The Ebola outbreak in West Africa continues to spread, devastating communities and killing thousands. Mercy Corps is mounting a massive public health education campaign to stem the spread of the disease in Liberia, the epicenter of the worst outbreak in history.
So far, there have been nearly 9,000 cases of Ebola reported in the region, which have resulted in more than 4,000 deaths. This week, the World Health Organization’s Dr. Aylward delivered the unsettling news that there could be as many as 10,000 new cases of Ebola every week by December.
A heartbreaking side-effect of the deadly disease: At least 3,700 children have lost one or both parents to Ebola. Children who’ve been orphaned are usually taken in by another family member, but the disease has caused such fear and panic in some communities that many children are ostracized instead of protected.
A family in Monrovia grieves the death of six-year-old Phelicia Anthony. Photo: Courtesy of Morgana Wingard for USAID
Organizations specializing in health care are best positioned to treat those infected, but our Strategic Response & Global Emergencies team identified a major gap in the efforts to prevent transmission and keep the outbreak from spiraling out of control — one that we can address using the extensive community networks we’ve cultivated over more than a decade of working in Liberia.
Working with trusted community leaders throughout Liberia, Mercy Corps will equip two million people — half of the country’s population — with accurate facts and critical health messages to stem the spread of Ebola.
Since the outbreak began, a lack of awareness and public education about Ebola has created confusion, fear and chaos, making it even harder to contain the disease.
A public mural about Ebola is designed to make people aware of when to seek treatment, but the information needs to reach more communities throughout the country. Photo: Courtesy of Morgana Wingard for USAID
“The drama is fueled by genuine fear, a total lack of control that somehow ‘I can get this.’ That is why it is crucial that Mercy Corps fill the gap around community education,” said Mark Ferdig, Mercy Corps’ emergency team leader on the Ebola response.
According to the U.N., community engagement and activism are key to containing Ebola — especially to combat the lack of trust and misinformation that is spreading even faster than the virus.
“We must activate local networks of trusted community leaders to provide honest, clear information on how to eliminate the transmission of Ebola, and play a positive role in their community during this challenging time,” Ferdig added. “Together we can take the myth out of it. Ebola is real and the outbreak is morphing into a massive humanitarian crisis.”
In partnership with global health organization PSI, our response focuses on making accurate and up-to-date information accessible and credible, using materials developed by experts at the U.S. Centers for Disease Control & Prevention and the U.N.
Current awareness campaigns are increasing, but they are not coordinated or widespread enough to beat the rate of new Ebola cases. Our efforts are designed to quickly and effectively reach more urban and rural communities with the knowledge they need to prevent transmission.
A U.N. training of volunteers to raise awareness and identify Ebola in their communities. Mercy Corps' public health education campaign will add to these existing efforts and mobilize 50,000 leaders to teach two million people throughout Liberia how to stop the spread of Ebola. Photo: Courtesy of Morgana Wingard for USAID
Trained community task forces will educate individuals and families on three key messages:
- Protect yourself: Wash hands frequently and maintain good hygiene
- Protect your family: Watch for fever and other signs of sickness, don’t touch anyone who may be ill or any items they’ve touched
- Protect your community: Don’t run away or hide, seek medical attention as quickly as possible, and do not handle burials on your own.

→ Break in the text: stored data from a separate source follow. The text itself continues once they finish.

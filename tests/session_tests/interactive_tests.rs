//! Interactive Session Tests
//!
//! These tests verify:
//! - A lost reply is reported and the prompt comes back
//! - Help, bad input and quit keep or end the session as expected
//! - A successful exchange prints the password

use std::io::Cursor;
use std::net::UdpSocket;
use std::thread;

use passwdgen::command::{HELP_TEXT, PROMPT};
use passwdgen::network::Server;
use passwdgen::session::{run_interactive, GOODBYE, SEPARATOR};
use passwdgen::Config;

// =============================================================================
// Helper Functions
// =============================================================================

fn run(config: &Config, input: &str) -> String {
    let mut output = Vec::new();
    run_interactive(config, Cursor::new(input), &mut output).unwrap();
    String::from_utf8(output).unwrap()
}

fn silent_config(timeout_ms: u64) -> (UdpSocket, Config) {
    let silent = UdpSocket::bind("127.0.0.1:0").unwrap();
    let config = Config::builder()
        .server_addr(silent.local_addr().unwrap().to_string())
        .recv_timeout_ms(Some(timeout_ms))
        .build();
    (silent, config)
}

// =============================================================================
// Tests
// =============================================================================

#[test]
fn test_timeout_reprompts_then_quits() {
    let (_silent, config) = silent_config(150);

    let output = run(&config, "n 8\nh\nq\n");

    assert!(output.contains("ERR: No reply from server within 150 ms"));
    assert!(output.contains(HELP_TEXT));
    assert!(output.ends_with(&format!("{}\n", GOODBYE)));
    assert_eq!(output.matches(PROMPT).count(), 3);
}

#[test]
fn test_unresolvable_server_reprompts() {
    let config = Config::builder().server_addr("no-port-given").build();

    let output = run(&config, "s 12\nq\n");

    assert!(output.contains("ERR: Could not resolve server address"));
    assert!(output.ends_with(&format!("{}\n", GOODBYE)));
}

#[test]
fn test_invalid_input_never_reaches_network() {
    // No server and no timeout: a send here would block forever
    let config = Config::builder().server_addr("127.0.0.1:9").build();

    let output = run(&config, "x 8\nn 3\nn\nq\n");

    assert!(output.contains("ERR: Type must be any of [n, a, m, s, u]"));
    assert!(output.contains("ERR: Password length must be in [6-32]"));
    assert!(output.contains("ERR: Invalid input format"));
    assert!(output.ends_with(&format!("{}\n", GOODBYE)));
}

#[test]
fn test_end_of_input_ends_session() {
    let config = Config::default();
    let output = run(&config, "");
    assert_eq!(output, PROMPT);
}

#[test]
fn test_successful_exchange_prints_password() {
    let server_config = Config::builder().listen_addr("127.0.0.1:0").build();
    let mut server = Server::bind(server_config).unwrap();
    let addr = server.local_addr().unwrap();
    let handle = thread::spawn(move || server.serve_one());

    let config = Config::builder()
        .server_addr(addr.to_string())
        .recv_timeout_ms(Some(5000))
        .build();

    let output = run(&config, "u 10\nq\n");

    let line = output
        .lines()
        .find_map(|line| line.split("Password generated: ").nth(1))
        .expect("password line");
    assert_eq!(line.len(), 10);
    assert!(output.contains(SEPARATOR));

    handle.join().unwrap().unwrap();
}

Our emergency team is coordinating the 50,000 community leaders to each share prevention lessons at community meetings, through mass media, and by modeling the proper hygiene and safe social practices. Hand-washing stations featuring educational posters will be set up in high-transmission areas, and we’ll go door-to-door to ensure the elderly, people with disabilities and others who may be marginalized have access to this lifesaving information.

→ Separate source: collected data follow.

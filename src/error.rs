//! Error types for passwdgen
//!
//! Provides a unified error type for all operations.

use thiserror::Error;

/// Result type alias using PasswdgenError
pub type Result<T> = std::result::Result<T, PasswdgenError>;

/// Unified error type for passwdgen operations
#[derive(Debug, Error)]
pub enum PasswdgenError {
    // -------------------------------------------------------------------------
    // I/O Errors
    // -------------------------------------------------------------------------
    #[error("IO error: {0}")]
    Io(#[from] std::io::Error),

    // -------------------------------------------------------------------------
    // User Input Errors
    // -------------------------------------------------------------------------
    #[error("Invalid input format. Expected format: \"<type> <length>\"")]
    InvalidFormat,

    /// Out-of-range length; saturated at `i64::MIN`/`i64::MAX` on overflow
    #[error("Password length must be in [6-32]")]
    InvalidLength(i64),

    #[error("Type must be any of [n, a, m, s, u] (got '{0}')")]
    InvalidType(char),

    // -------------------------------------------------------------------------
    // Network Errors
    // -------------------------------------------------------------------------
    #[error("Protocol error: {0}")]
    Protocol(String),

    #[error("Could not resolve server address: {0}")]
    Resolve(String),

    #[error("No reply from server within {0} ms")]
    NoReply(u64),
}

We’re also launching a SMS text message system for people to request and receive the latest news on the outbreak and report incidents on their mobile phone, free of charge.
Our staff in Liberia continues to follow precautionary measures as directed by the CDC and World Health Organization to ensure the safety and health of our team members. While we focus on this urgent Ebola response, we are reorienting our existing agricultural and youth employment programs to address the current crisis.
The longer this outbreak continues, the wider the repercussions spread. The economic impacts, in particular, are growing more severe. Quarantines and restrictions on trade are forcing businesses to close, preventing people from working and farming, and increasing prices for food, soap and other essentials. The very foundation and security of the country is being torn apart.
We are already planning ahead for the best ways to keep families from slipping further into hunger and poverty, to restore their livelihoods and revitalize markets in Liberia. But first, it’s critical that we do everything we can to help contain this outbreak at its source and equip communities to stop the spread of Ebola as quickly as possible.